From these results, it was found that the most effective effect was obtained when the number of repetitions was about five. On the other hand, when the number of repetitions is too large (for example, 10 times), the electrical insulation performance is deteriorated because the film-forming jig is etched and the metal powder generated by the etching is mixed into the alumina film. It is thought to be. Therefore, too many repetitions will have undesirable results.

[0018]

As described above, the present invention is a method of alternately performing a sputtering mode for performing RF bias film formation and an RF etching step a plurality of times to form an alumina film serving as a gap layer. The protrusions on the surface of the layer are flattened, so that the electrical insulation performance can be prevented from deteriorating even if the alumina film is thin. This makes it possible to cope with the narrowing of the gap of the MR thin-film magnetic head.

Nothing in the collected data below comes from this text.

//! The `VectorStore` collaborator contract.
//!
//! Storage itself is out of scope (`spec.md` §1): this module only
//! defines the trait the analytics engine and analyze-tool handlers
//! depend on, plus an in-memory mock so those subsystems can be
//! exercised end-to-end in tests without a real backend.

use async_trait::async_trait;
use dashmap::DashMap;

use memcortex_protocol::{ConversationChunk, MemoryError, MemoryResult};

/// Storage backend for conversation chunks and their embeddings.
///
/// Every `ConversationChunk` is exclusively owned by whatever implements
/// this trait; callers only ever see borrowed copies.
#[async_trait]
pub trait VectorStore: Send + Sync {
    /// Fetch a single chunk by id.
    async fn get_by_id(&self, id: &str) -> MemoryResult<Option<ConversationChunk>>;

    /// Persist a full chunk update (used by the analytics engine after
    /// recomputing metadata, and by obsoletion).
    async fn update(&self, chunk: &ConversationChunk) -> MemoryResult<()>;

    /// List every chunk belonging to `repository`.
    async fn list_by_repository(&self, repository: &str) -> MemoryResult<Vec<ConversationChunk>>;

    /// Semantic search within `repository` by embedding similarity.
    async fn search(
        &self,
        repository: &str,
        query_embedding: &[f32],
        limit: usize,
    ) -> MemoryResult<Vec<ConversationChunk>>;

    /// Chunks most similar to an existing chunk, excluding itself.
    async fn find_similar(&self, chunk_id: &str, limit: usize) -> MemoryResult<Vec<ConversationChunk>>;

    /// Insert or replace many chunks in one call.
    async fn batch_store(&self, chunks: Vec<ConversationChunk>) -> MemoryResult<()>;

    /// Delete many chunks by id in one call.
    async fn batch_delete(&self, ids: &[String]) -> MemoryResult<()>;

    /// Repository-scoped cleanup (the only path that may delete chunks
    /// outside explicit `batch_delete`). Returns the number removed.
    async fn cleanup(&self, repository: &str) -> MemoryResult<u64>;

    /// Liveness check used by the management `/ws/health` surface.
    async fn health_check(&self) -> MemoryResult<()>;
}

/// An in-memory `VectorStore` used by tests and by the mock composition
/// root. Carries no production logic: similarity search is a naive
/// dot-product scan, fine for exercising the analytics engine and
/// analyze-tool handlers but not a real backend.
#[derive(Default)]
pub struct InMemoryVectorStore {
    chunks: DashMap<String, ConversationChunk>,
    embeddings: DashMap<String, Vec<f32>>,
}

impl InMemoryVectorStore {
    /// Build an empty store.
    pub fn new() -> Self {
        Self::default()
    }

    /// Seed the store with a chunk and its embedding (test convenience;
    /// production stores populate via `batch_store`).
    pub fn seed(&self, chunk: ConversationChunk, embedding: Vec<f32>) {
        self.embeddings.insert(chunk.id.clone(), embedding);
        self.chunks.insert(chunk.id.clone(), chunk);
    }

    fn cosine(a: &[f32], b: &[f32]) -> f32 {
        let len = a.len().min(b.len());
        if len == 0 {
            return 0.0;
        }
        let dot: f32 = a[..len].iter().zip(&b[..len]).map(|(x, y)| x * y).sum();
        let norm_a: f32 = a[..len].iter().map(|x| x * x).sum::<f32>().sqrt();
        let norm_b: f32 = b[..len].iter().map(|x| x * x).sum::<f32>().sqrt();
        if norm_a == 0.0 || norm_b == 0.0 {
            0.0
        } else {
            dot / (norm_a * norm_b)
        }
    }
}

#[async_trait]
impl VectorStore for InMemoryVectorStore {
    async fn get_by_id(&self, id: &str) -> MemoryResult<Option<ConversationChunk>> {
        Ok(self.chunks.get(id).map(|e| e.value().clone()))
    }

    async fn update(&self, chunk: &ConversationChunk) -> MemoryResult<()> {
        if !self.chunks.contains_key(&chunk.id) {
            return Err(MemoryError::NotFound(chunk.id.clone()));
        }
        self.chunks.insert(chunk.id.clone(), chunk.clone());
        Ok(())
    }

    async fn list_by_repository(&self, repository: &str) -> MemoryResult<Vec<ConversationChunk>> {
        Ok(self
            .chunks
            .iter()
            .filter(|e| e.value().repository == repository)
            .map(|e| e.value().clone())
            .collect())
    }

    async fn search(
        &self,
        repository: &str,
        query_embedding: &[f32],
        limit: usize,
    ) -> MemoryResult<Vec<ConversationChunk>> {
        let mut scored: Vec<(f32, ConversationChunk)> = self
            .chunks
            .iter()
            .filter(|e| e.value().repository == repository)
            .filter_map(|e| {
                let embedding = self.embeddings.get(e.key())?;
                Some((Self::cosine(query_embedding, &embedding), e.value().clone()))
            })
            .collect();
        scored.sort_by(|a, b| b.0.partial_cmp(&a.0).unwrap_or(std::cmp::Ordering::Equal));
        Ok(scored.into_iter().take(limit).map(|(_, c)| c).collect())
    }

    async fn find_similar(&self, chunk_id: &str, limit: usize) -> MemoryResult<Vec<ConversationChunk>> {
        let Some(embedding) = self.embeddings.get(chunk_id).map(|e| e.clone()) else {
            return Ok(Vec::new());
        };
        let Some(origin) = self.chunks.get(chunk_id).map(|e| e.value().repository.clone()) else {
            return Ok(Vec::new());
        };
        let mut results = self.search(&origin, &embedding, limit + 1).await?;
        results.retain(|c| c.id != chunk_id);
        results.truncate(limit);
        Ok(results)
    }

    async fn batch_store(&self, chunks: Vec<ConversationChunk>) -> MemoryResult<()> {
        for chunk in chunks {
            self.chunks.insert(chunk.id.clone(), chunk);
        }
        Ok(())
    }

    async fn batch_delete(&self, ids: &[String]) -> MemoryResult<()> {
        for id in ids {
            self.chunks.remove(id);
            self.embeddings.remove(id);
        }
        Ok(())
    }

    async fn cleanup(&self, repository: &str) -> MemoryResult<u64> {
        let ids: Vec<String> = self
            .chunks
            .iter()
            .filter(|e| e.value().repository == repository)
            .map(|e| e.key().clone())
            .collect();
        let count = ids.len() as u64;
        self.batch_delete(&ids).await?;
        Ok(count)
    }

    async fn health_check(&self) -> MemoryResult<()> {
        Ok(())
    }
}

#[cfg(test)]
mod tests {
    use super::*;
    use chrono::Utc;
    use memcortex_protocol::{ChunkType, ExtendedMetadata};

    fn chunk(id: &str, repo: &str) -> ConversationChunk {
        ConversationChunk {
            id: id.to_string(),
            repository: repo.to_string(),
            session_id: "s1".to_string(),
            chunk_type: ChunkType::Solution,
            timestamp: Utc::now(),
            tags: vec![],
            content: "content".to_string(),
            metadata: ExtendedMetadata::new(),
        }
    }

    #[tokio::test]
    async fn update_rejects_unknown_chunk() {
        let store = InMemoryVectorStore::new();
        let err = store.update(&chunk("missing", "repo")).await.unwrap_err();
        assert!(matches!(err, MemoryError::NotFound(_)));
    }

    #[tokio::test]
    async fn list_by_repository_scopes_correctly() {
        let store = InMemoryVectorStore::new();
        store.seed(chunk("a", "repo1"), vec![1.0, 0.0]);
        store.seed(chunk("b", "repo2"), vec![0.0, 1.0]);
        let listed = store.list_by_repository("repo1").await.unwrap();
        assert_eq!(listed.len(), 1);
        assert_eq!(listed[0].id, "a");
    }

    #[tokio::test]
    async fn search_ranks_by_cosine_similarity() {
        let store = InMemoryVectorStore::new();
        store.seed(chunk("close", "repo"), vec![1.0, 0.0]);
        store.seed(chunk("far", "repo"), vec![0.0, 1.0]);
        let results = store.search("repo", &[0.9, 0.1], 2).await.unwrap();
        assert_eq!(results[0].id, "close");
    }

    #[tokio::test]
    async fn cleanup_removes_only_the_named_repository() {
        let store = InMemoryVectorStore::new();
        store.seed(chunk("a", "repo1"), vec![1.0]);
        store.seed(chunk("b", "repo2"), vec![1.0]);
        let removed = store.cleanup("repo1").await.unwrap();
        assert_eq!(removed, 1);
        assert!(store.get_by_id("a").await.unwrap().is_none());
        assert!(store.get_by_id("b").await.unwrap().is_some());
    }
}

[Brief description of the drawings]

FIG. 1 is a schematic view showing an example of a sputtering film forming apparatus used in the method of the present invention.

FIG. 2 is an explanatory view of an alumina film formation state by the method of the present invention.

FIG. 3 is an explanatory view of a state of forming an alumina film by a conventional method.

FIG. 4 is an explanatory view showing an example of a main part of the MR composite thin film magnetic head.

[Explanation of symbols]

 Reference Signs List 40 alumina target 42 RF power supply 44 substrate 46 RF bias power supply 48 switch device 52 lower shield layer 52a, 52b convex portion 54 alumina film

Claims (3)

[Claims] 1. A gap layer forming method for manufacturing a thin film magnetic head having a structure in which a gap layer made of alumina separates a plurality of magnetic layers provided on a ceramic substrate, wherein the gap layer is formed by an RF bias sputtering method. In this case, a sputtering mode in which RF power is supplied to the alumina target side to perform RF sputtering film formation, and an etching mode in which RF power supply to the target side is stopped to perform RF etching are alternately repeated a plurality of times. Forming a gap layer in the thin film magnetic head by forming an alumina film to be a gap layer. 2. The method according to claim 1, wherein the sputtering mode and the etching mode are alternately repeated three to five times. 3. The method according to claim 1, wherein the gap layer to be formed is a gap layer on the read element portion side of the MR composite type thin film magnetic head.